Implement repository pattern:
classDiagram
StudentController --> IStudentRepository
StudentRepository ..|> IStudentRepository
class IStudentRepository {
<<interface>>
+GetStudents() IEnumerable<Student>
+GetStudentByID(studentId: int)
+InsertStudent(student: Student)
+DeleteStudent(studentID: int)
+UpdateStudent(student: Student)
+Save()
}
class StudentRepository {
-context: SchoolContext
+GetStudents() IEnumerable<Student>
+GetStudentByID(studentId: int)
+InsertStudent(student: Student)
+DeleteStudent(studentID: int)
+UpdateStudent(student: Student)
+Save()
}
class StudentController {
-studentRepository: IStudentRepository
+ Get(...)
+ Create(student: Student)
}
Implement unit of work pattern:
classDiagram
CourseController --> UnitOfWork
UnitOfWork --> ICourseRepository
UnitOfWork --> IDepartmentRepository
CourseRepository ..|> ICourseRepository
CourseRepository --|> GenericRepository~Course~
DepartmentRepository ..|> IDepartmentRepository
DepartmentRepository --|> GenericRepository~Department~
class GenericRepository~TEntity~{
SchoolContext context
DbSet~TEntity~ dbSet
+Get() IEnumerable~TEntity~
+GetByID(object id) TEntity
+Insert(TEntity entity)
+Delete(object id)
+Delete(TEntity entityToDelete)
+Update(TEntity entityToUpdate)
}
class UnitOfWork {
SchoolContext context;
GenericRepository~Department~ departmentRepository
GenericRepository~Course~ courseRepository
+DepartmentRepository() GenericRepository~Department~
+CourseRepository() GenericRepository~Course~
+Save()
}
class UnitOfWork {
private SchoolContext context = new SchoolContext();
private GenericRepository<Department> departmentRepository;
private GenericRepository<Course> courseRepository;
public GenericRepository<Department> DepartmentRepository()
{
if (this.departmentRepository == null)
{
this.departmentRepository = new GenericRepository<Department>(context);
}
return departmentRepository;
}
public GenericRepository<Course> CourseRepository() {
// Same above
}
}
class StudentController
{
private IStudentRepository studentRepository;
/// The default (parameterless) constructor creates a new context instance,
public StudentController()
{
this.studentRepository = new StudentRepository(new SchoolContext());
}
/// Optional constructor allows the caller to pass in a context instance.

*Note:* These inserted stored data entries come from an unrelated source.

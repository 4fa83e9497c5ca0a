//! Next-chord suggestions

use serde::{Deserialize, Serialize};

use super::chords::{diatonic_triads, ChordProgression};
use super::voice_leading::{RuleSet, VoicedChord};
use crate::models::ScaleDegree;

#[derive(Debug, Clone, Copy, PartialEq, Eq, Hash, Serialize, Deserialize)]
#[serde(rename_all = "lowercase")]
pub enum Tension {
    High,
    Medium,
    Low,
}

impl Tension {
    /// Harmonic function of a chord built `step` degrees above the tonic
    pub fn of_step(step: usize) -> Tension {
        match step % 7 {
            4 | 6 => Tension::High,
            1 | 3 => Tension::Medium,
            _ => Tension::Low,
        }
    }
}

#[derive(Debug, Clone, PartialEq, Eq, Serialize, Deserialize)]
pub struct SuggestionContext {
    pub key: ScaleDegree,
    #[serde(default, skip_serializing_if = "Option::is_none")]
    pub melody: Option<ScaleDegree>,
    #[serde(default)]
    pub previous_chords: Vec<ChordProgression>,
    #[serde(default, skip_serializing_if = "Option::is_none")]
    pub desired_tension: Option<Tension>,
}

impl SuggestionContext {
    pub fn new(key: ScaleDegree) -> Self {
        Self {
            key,
            melody: None,
            previous_chords: Vec::new(),
            desired_tension: None,
        }
    }
}

/// Produces ordered alternatives for `current`, best first
pub trait ChordSuggester {
    fn suggest(&self, current: &ChordProgression, context: &SuggestionContext) -> Vec<ChordProgression>;
}

/// Never suggests anything
#[derive(Debug, Clone, Copy, Default)]
pub struct NoSuggestions;

impl ChordSuggester for NoSuggestions {
    fn suggest(&self, _current: &ChordProgression, _context: &SuggestionContext) -> Vec<ChordProgression> {
        Vec::new()
    }
}

/// Ranks the diatonic triads of the context key.
///
/// Candidates must contain the melody degree when one is given. They are
/// ordered by voice-leading issues against `current`, then by total voice
/// motion, then by distance from the desired tension, then by scale step.
#[derive(Debug, Default)]
pub struct DiatonicSuggester {
    rules: RuleSet,
}

impl DiatonicSuggester {
    pub fn new(rules: RuleSet) -> Self {
        Self { rules }
    }
}

impl ChordSuggester for DiatonicSuggester {
    fn suggest(&self, current: &ChordProgression, context: &SuggestionContext) -> Vec<ChordProgression> {
        let from = VoicedChord::realize(current);
        let mut ranked: Vec<((usize, u32, u8, usize), ChordProgression)> = diatonic_triads(context.key)
            .into_iter()
            .enumerate()
            .filter(|(_, chord)| context.melody.map_or(true, |m| chord.contains(m)))
            .map(|(step, chord)| {
                let issues = self.rules.check(current, &chord).issues.len();
                let motion = from.total_motion(&VoicedChord::realize(&chord));
                let tension = match context.desired_tension {
                    Some(wanted) if wanted != Tension::of_step(step) => 1,
                    _ => 0,
                };
                ((issues, motion, tension, step), chord)
            })
            .collect();
        ranked.sort_by_key(|(score, _)| *score);
        ranked.into_iter().map(|(_, chord)| chord).collect()
    }
}

/// Suggestions from [`DiatonicSuggester`] with the standard rules
pub fn suggest_next_chord(current: &ChordProgression, context: &SuggestionContext) -> Vec<ChordProgression> {
    DiatonicSuggester::default().suggest(current, context)
}

#[cfg(test)]
mod tests {
    use super::*;
    use crate::harmony::chords::ChordQuality;
    use ScaleDegree::*;

    #[test]
    fn test_no_suggestions() {
        let current = ChordProgression::new(ChordQuality::Major, Do);
        assert!(NoSuggestions.suggest(&current, &SuggestionContext::new(Do)).is_empty());
    }

    #[test]
    fn test_all_triads_without_melody() {
        let current = ChordProgression::new(ChordQuality::Major, Do);
        let suggestions = suggest_next_chord(&current, &SuggestionContext::new(Do));
        assert_eq!(suggestions.len(), 7);
        // Staying put breaks nothing and moves nothing
        assert_eq!(suggestions[0], current);
    }

    #[test]
    fn test_melody_filters_candidates() {
        let current = ChordProgression::new(ChordQuality::Major, Do);
        let context = SuggestionContext {
            melody: Some(Re),
            ..SuggestionContext::new(Do)
        };
        let suggestions = suggest_next_chord(&current, &context);
        let roots: Vec<_> = suggestions.iter().map(|c| c.root).collect();
        assert_eq!(suggestions.len(), 3);
        for root in [Re, Sol, Ti] {
            assert!(roots.contains(&root));
        }
        assert!(suggestions.iter().all(|c| c.contains(Re)));
    }

    #[test]
    fn test_suggestions_follow_key() {
        let current = ChordProgression::new(ChordQuality::Major, Sol);
        let suggestions = suggest_next_chord(&current, &SuggestionContext::new(Sol));
        assert_eq!(suggestions.len(), 7);
        assert!(suggestions.iter().any(|c| c.degrees() == vec![Fa, La, Do]));
    }

    #[test]
    fn test_tension_of_step() {
        assert_eq!(Tension::of_step(4), Tension::High);
        assert_eq!(Tension::of_step(3), Tension::Medium);
        assert_eq!(Tension::of_step(0), Tension::Low);
        assert_eq!(Tension::of_step(5), Tension::Low);
    }
}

public StudentController(IStudentRepository studentRepository)
{
this.studentRepository = studentRepository;
}
[HttpPost]
public object Create(Student student)
{
studentRepository.InsertStudent(student);
studentRepository.Save();
return student;
}
}
Pros
Cons
Scenario where we want to create two related entities in the same transaction: an order and a payment. Assume that we have database-generated IDs for both entities. In our code, when we create an order, it won’t possess an ID at that moment. This is because the ID will be generated by the database, but the unit of work’s transaction has not been finalized as of now. When creating a payment, we won’t be able to link it to the order, because it doesn’t have an ID yet.